As we circled the volcano, we could also see a thin, cloudlike haze and plumes above the peak of what looked like a gigantic steam grate at the volcano's mouth. The haze, Thomas and McNutt explain, is sulfur dioxide (which erupts with the magma and can lead to damaging acid rain) and the plume is largely H
2
O. Magma contains huge quantities of water—more than in a thunderstorm, Thomas said—released during the melting of the rocks. If the airplane windows were opened, we would also have smelled the rotten-egg odor of hydrogen sulfide and would have been bathed in methane and nitrogen as well. The violence of a volcano's eruption is largely a function of the gases present; through their natural expansion, they determine just how explosive the eruption will be based on what gases are present and in what quantities they concentrate. But the gases that emerge are not necessarily the gases that settle on the surrounding landscape. The great temperature and pressure changes at eruption and all those lightning bolts of highly charged electricity set off chemical reactions that modify or transform the gases. That's the cascade of changes that Stanley Miller identified decades ago, and that Bada and his colleagues recently found to
be even more enhanced in Miller's initially unpublished but now available experiment designed especially for volcanic conditions.

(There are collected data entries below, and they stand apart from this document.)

use tracing_subscriber::{layer::SubscriberExt, util::SubscriberInitExt};

/// Install the global JSON subscriber.
///
/// `RUST_LOG` takes precedence over `log_level` when set. Calling this twice
/// in one process is a no-op for the second call.
pub fn init_tracing(service_name: &str, log_level: &str) {
    let env_filter = tracing_subscriber::EnvFilter::try_from_default_env()
        .unwrap_or_else(|_| tracing_subscriber::EnvFilter::new(log_level));

    let installed = tracing_subscriber::registry()
        .with(env_filter)
        .with(
            tracing_subscriber::fmt::layer()
                .with_file(true)
                .with_line_number(true)
                .json()
                .flatten_event(true),
        )
        .try_init();

    match installed {
        Ok(()) => tracing::info!(service = %service_name, "Tracing initialized"),
        Err(e) => eprintln!(
            "Tracing for service '{}' already initialized: {}",
            service_name, e
        ),
    }
}
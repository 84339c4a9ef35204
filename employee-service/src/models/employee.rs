use mongodb::bson::{doc, oid::ObjectId, Document};
use serde::{Deserialize, Serialize};
use service_core::error::AppError;

/// The mutable part of an employee record. Updates always overwrite all three.
#[derive(Debug, Clone, PartialEq, Serialize, Deserialize)]
pub struct EmployeeFields {
    pub name: String,
    pub age: f64,
    pub salary: f64,
}

impl EmployeeFields {
    /// `$set` document overwriting every mutable field.
    pub fn to_set_document(&self) -> Document {
        doc! {
            "$set": {
                "name": self.name.clone(),
                "age": self.age,
                "salary": self.salary,
            }
        }
    }
}

#[derive(Debug, Clone, PartialEq, Serialize, Deserialize)]
pub struct Employee {
    #[serde(rename = "_id")]
    pub id: ObjectId,
    #[serde(flatten)]
    pub fields: EmployeeFields,
}

impl Employee {
    /// New record with a freshly generated identifier.
    pub fn new(fields: EmployeeFields) -> Self {
        Self {
            id: ObjectId::new(),
            fields,
        }
    }
}

/// Resolve a path parameter into the store's native key.
pub fn parse_employee_id(raw: &str) -> Result<ObjectId, AppError> {
    ObjectId::parse_str(raw).map_err(|e| {
        tracing::debug!(id = %raw, error = %e, "Rejected malformed employee id");
        AppError::InvalidId(raw.to_string())
    })
}
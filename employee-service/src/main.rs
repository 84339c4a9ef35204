use employee_service::config::EmployeeConfig;
use employee_service::startup::Application;
use service_core::observability::init_tracing;

#[tokio::main]
async fn main() -> std::io::Result<()> {
    let config = EmployeeConfig::load().map_err(|e| {
        eprintln!("Failed to load configuration: {}", e);
        std::io::Error::other(format!("Configuration error: {}", e))
    })?;

    init_tracing("employee-service", &config.common.log_level);

    // Fails fast when MongoDB is unreachable within the configured timeout.
    let app = Application::build(config).await.map_err(|e| {
        tracing::error!("Failed to start employee-service: {}", e);
        std::io::Error::other(format!("Startup error: {}", e))
    })?;

    tracing::info!(port = app.port(), "employee-service started");

    app.run_until_stopped().await
}
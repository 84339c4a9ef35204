use crate::config::EmployeeConfig;
use crate::handlers;
use crate::services::{EmployeeStore, MongoDb, MongoEmployeeStore};
use axum::{
    middleware,
    routing::{get, put},
    Router,
};
use service_core::error::AppError;
use service_core::middleware::request_id_middleware;
use std::future::IntoFuture;
use std::net::SocketAddr;
use std::sync::Arc;
use tokio::net::TcpListener;
use tokio::signal;
use tower_http::trace::TraceLayer;

#[derive(Clone)]
pub struct AppState {
    pub employees: Arc<dyn EmployeeStore>,
}

impl AppState {
    pub fn new(employees: Arc<dyn EmployeeStore>) -> Self {
        Self { employees }
    }
}

pub fn build_router(state: AppState) -> Router {
    Router::new()
        .route("/health", get(handlers::health_check))
        .route("/ready", get(handlers::readiness_check))
        .route(
            "/employee",
            get(handlers::list_employees).post(handlers::create_employee),
        )
        .route(
            "/employee/:id",
            put(handlers::update_employee).delete(handlers::delete_employee),
        )
        .layer(TraceLayer::new_for_http())
        .layer(middleware::from_fn(request_id_middleware))
        .with_state(state)
}

pub struct Application {
    port: u16,
    server: Box<dyn std::future::Future<Output = std::io::Result<()>> + Send + Unpin>,
    db: Option<MongoDb>,
}

impl Application {
    /// Connect to MongoDB, then bind the HTTP listener.
    pub async fn build(config: EmployeeConfig) -> Result<Self, AppError> {
        let db = MongoDb::connect(
            &config.mongodb.uri,
            &config.mongodb.database,
            config.mongodb.connect_timeout(),
        )
        .await
        .map_err(|e| {
            tracing::error!("Failed to connect to MongoDB: {}", e);
            e
        })?;

        let store: Arc<dyn EmployeeStore> = Arc::new(MongoEmployeeStore::new(db.clone()));

        let mut app = Self::build_with_store(config.common.port, store).await?;
        app.db = Some(db);
        Ok(app)
    }

    /// Bind the HTTP listener over an already constructed store.
    pub async fn build_with_store(
        port: u16,
        store: Arc<dyn EmployeeStore>,
    ) -> Result<Self, AppError> {
        let app = build_router(AppState::new(store));

        let addr = SocketAddr::from(([0, 0, 0, 0], port));
        let listener = TcpListener::bind(addr).await.map_err(|e| {
            tracing::error!("Failed to bind TCP listener to {}: {}", addr, e);
            AppError::from(e)
        })?;
        let port = listener.local_addr()?.port();

        tracing::info!("Listening on {}", port);

        let server = axum::serve(listener, app).with_graceful_shutdown(shutdown_signal());

        Ok(Self {
            port,
            server: Box::new(server.into_future()),
            db: None,
        })
    }

    pub fn db(&self) -> Option<&MongoDb> {
        self.db.as_ref()
    }

    pub fn port(&self) -> u16 {
        self.port
    }

    pub async fn run_until_stopped(self) -> std::io::Result<()> {
        self.server.await
    }
}

async fn shutdown_signal() {
    let ctrl_c = async {
        signal::ctrl_c()
            .await
            .expect("Failed to install Ctrl+C handler");
    };

    #[cfg(unix)]
    let terminate = async {
        signal::unix::signal(signal::unix::SignalKind::terminate())
            .expect("Failed to install SIGTERM handler")
            .recv()
            .await;
    };

    #[cfg(not(unix))]
    let terminate = std::future::pending::<()>();

    tokio::select! {
        _ = ctrl_c => {},
        _ = terminate => {},
    }

    tracing::info!("Shutdown signal received");
}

Earth has always had volcanoes of all kinds and in all climates: Volcanologists estimate there are about six hundred active ones today, and believe there were many more in the distant past (and on other planets like Venus and Mars). Some of those Earthly volcanic ranges, including the ones that formed the Hawaiian Islands and Iceland, bring up gases more directly from the scalding outer core, lessening their time in the cooling mantle. They also provide the kind of protective micro-environments that Bada and Lazcano believe played a major role in the origins of life, when much of the globe was covered in oceans only dotted with volcanic islands. The building blocks for the formation of amino acids and then proteins were all there, and Miller and his disciples showed in the lab a pathway for the process to work. We will never know for sure how that initial transformation from nonliving to living occurred because the evidence is gone. But we can know how the building blocks were formed from simpler, more elemental molecules.

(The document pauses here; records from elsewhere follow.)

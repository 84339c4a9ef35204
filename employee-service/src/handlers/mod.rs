pub mod employees;
pub mod health;

pub use employees::{create_employee, delete_employee, list_employees, update_employee};
pub use health::{health_check, readiness_check};
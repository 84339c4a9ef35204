pub mod employees;

pub use employees::{EmployeeRequest, EmployeeResponse};
#![allow(dead_code)]

use async_trait::async_trait;
use axum::{
    body::{to_bytes, Body},
    http::{header, Method, Request, StatusCode},
    Router,
};
use employee_service::config::EmployeeConfig;
use employee_service::models::{Employee, EmployeeFields};
use employee_service::services::{EmployeeStore, InMemoryEmployeeStore, MongoDb};
use employee_service::startup::{build_router, AppState, Application};
use mongodb::bson::oid::ObjectId;
use serde_json::Value;
use service_core::error::AppError;
use std::sync::atomic::{AtomicUsize, Ordering};
use std::sync::Arc;
use tower::ServiceExt;
use uuid::Uuid;

/// Router over a fresh in-memory store, plus the store for direct inspection.
pub fn in_memory_app() -> (Router, Arc<InMemoryEmployeeStore>) {
    let store = Arc::new(InMemoryEmployeeStore::new());
    let router = build_router(AppState::new(store.clone()));
    (router, store)
}

pub fn failing_app() -> (Router, Arc<FailingEmployeeStore>) {
    let store = Arc::new(FailingEmployeeStore::default());
    let router = build_router(AppState::new(store.clone()));
    (router, store)
}

pub struct TestResponse {
    pub status: StatusCode,
    pub body: Vec<u8>,
}

impl TestResponse {
    pub fn json(&self) -> Value {
        serde_json::from_slice(&self.body).expect("response body is not JSON")
    }

    pub fn text(&self) -> String {
        String::from_utf8(self.body.clone()).expect("response body is not UTF-8")
    }
}

pub async fn send(app: &Router, method: Method, uri: &str, body: Option<&str>) -> TestResponse {
    let mut builder = Request::builder().method(method).uri(uri);
    let body = match body {
        Some(raw) => {
            builder = builder.header(header::CONTENT_TYPE, "application/json");
            Body::from(raw.to_string())
        }
        None => Body::empty(),
    };

    let response = app
        .clone()
        .oneshot(builder.body(body).unwrap())
        .await
        .expect("router failed to respond");

    let status = response.status();
    let body = to_bytes(response.into_body(), usize::MAX)
        .await
        .expect("failed to read body")
        .to_vec();

    TestResponse { status, body }
}

pub fn ada() -> EmployeeFields {
    EmployeeFields {
        name: "Ada".to_string(),
        age: 30.0,
        salary: 1000.0,
    }
}

/// Store whose every operation fails like a dropped connection.
#[derive(Default)]
pub struct FailingEmployeeStore {
    calls: AtomicUsize,
}

impl FailingEmployeeStore {
    pub fn calls(&self) -> usize {
        self.calls.load(Ordering::SeqCst)
    }

    fn fail<T>(&self, op: &str) -> Result<T, AppError> {
        self.calls.fetch_add(1, Ordering::SeqCst);
        Err(AppError::DatabaseError(anyhow::anyhow!(
            "{} failed: connection reset by peer",
            op
        )))
    }
}

#[async_trait]
impl EmployeeStore for FailingEmployeeStore {
    async fn list(&self) -> Result<Vec<Employee>, AppError> {
        self.fail("find")
    }

    async fn insert(&self, _employee: &Employee) -> Result<ObjectId, AppError> {
        self.fail("insert")
    }

    async fn find_by_id(&self, _id: ObjectId) -> Result<Option<Employee>, AppError> {
        self.fail("findOne")
    }

    async fn update_fields(
        &self,
        _id: ObjectId,
        _fields: &EmployeeFields,
    ) -> Result<Option<Employee>, AppError> {
        self.fail("findAndModify")
    }

    async fn delete(&self, _id: ObjectId) -> Result<u64, AppError> {
        self.fail("delete")
    }

    async fn health_check(&self) -> Result<(), AppError> {
        self.fail("ping")
    }
}

/// How [`RereadFailingStore`] answers the lookup that follows an insert.
#[derive(Clone, Copy)]
pub enum Reread {
    Missing,
    Broken,
}

/// Accepts inserts, then cannot return the inserted record.
pub struct RereadFailingStore {
    inner: InMemoryEmployeeStore,
    reread: Reread,
}

impl RereadFailingStore {
    pub fn new(reread: Reread) -> Self {
        Self {
            inner: InMemoryEmployeeStore::new(),
            reread,
        }
    }
}

#[async_trait]
impl EmployeeStore for RereadFailingStore {
    async fn list(&self) -> Result<Vec<Employee>, AppError> {
        self.inner.list().await
    }

    async fn insert(&self, employee: &Employee) -> Result<ObjectId, AppError> {
        self.inner.insert(employee).await
    }

    async fn find_by_id(&self, _id: ObjectId) -> Result<Option<Employee>, AppError> {
        match self.reread {
            Reread::Missing => Ok(None),
            Reread::Broken => Err(AppError::DatabaseError(anyhow::anyhow!(
                "findOne failed: connection reset by peer"
            ))),
        }
    }

    async fn update_fields(
        &self,
        id: ObjectId,
        fields: &EmployeeFields,
    ) -> Result<Option<Employee>, AppError> {
        self.inner.update_fields(id, fields).await
    }

    async fn delete(&self, id: ObjectId) -> Result<u64, AppError> {
        self.inner.delete(id).await
    }

    async fn health_check(&self) -> Result<(), AppError> {
        self.inner.health_check().await
    }
}

pub fn reread_failing_app(reread: Reread) -> (Router, Arc<RereadFailingStore>) {
    let store = Arc::new(RereadFailingStore::new(reread));
    let router = build_router(AppState::new(store.clone()));
    (router, store)
}

/// Full application bound to a random port against a live MongoDB.
pub struct TestApp {
    pub address: String,
    pub port: u16,
    pub db: MongoDb,
    pub db_name: String,
}

impl TestApp {
    pub async fn spawn() -> Self {
        std::env::set_var("MONGODB_URI", "mongodb://localhost:27017");

        let db_name = format!("employee_test_{}", Uuid::new_v4());

        let mut config = EmployeeConfig::load().expect("Failed to load configuration");
        config.common.port = 0; // Random port for testing
        config.mongodb.database = db_name.clone();

        let app = Application::build(config)
            .await
            .expect("Failed to build test application");

        let port = app.port();
        let db = app.db().expect("MongoDB handle missing").clone();
        let address = format!("http://127.0.0.1:{}", port);

        tokio::spawn(async move {
            app.run_until_stopped().await.ok();
        });

        // Wait for HTTP server to be ready by polling health endpoint
        let client = reqwest::Client::new();
        let health_url = format!("{}/health", address);
        for _ in 0..50 {
            if client.get(&health_url).send().await.is_ok() {
                break;
            }
            tokio::time::sleep(tokio::time::Duration::from_millis(50)).await;
        }

        TestApp {
            address,
            port,
            db,
            db_name,
        }
    }

    pub async fn cleanup(&self) {
        let _ = self.db.client().database(&self.db_name).drop(None).await;
    }
}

Several months after Mount Redoubt calmed down, Bada came across some other potentially interesting vials in the old Miller cache. The one that most intrigued him was the brown residue produced by another experiment in 1958, one that used different gases than the original iconic Miller-Urey experiment. The 1958 model eliminated the hydrogen and added carbon dioxide, thereby responding to critics who said Miller was using the wrong gases to replicate atmospheric conditions on the early Earth. Miller also added the foul-smelling hydrogen sulfide that generally accompanies volcanic explosions and again sparked the mix with lightning-like electricity. The results, Bada said, were even more remarkable than the earlier experiments—with a greater number of amino acids produced and a better lineup of isomers, compounds with the same molecular formula but with different structures.

“I stand back and look at what's happened and I'm still dumbstruck,” Bada said. “We've had the results of these experiments for at least ten years
yet we never knew they existed. It's incredible new information and really shows Stanley's influence is with us today.”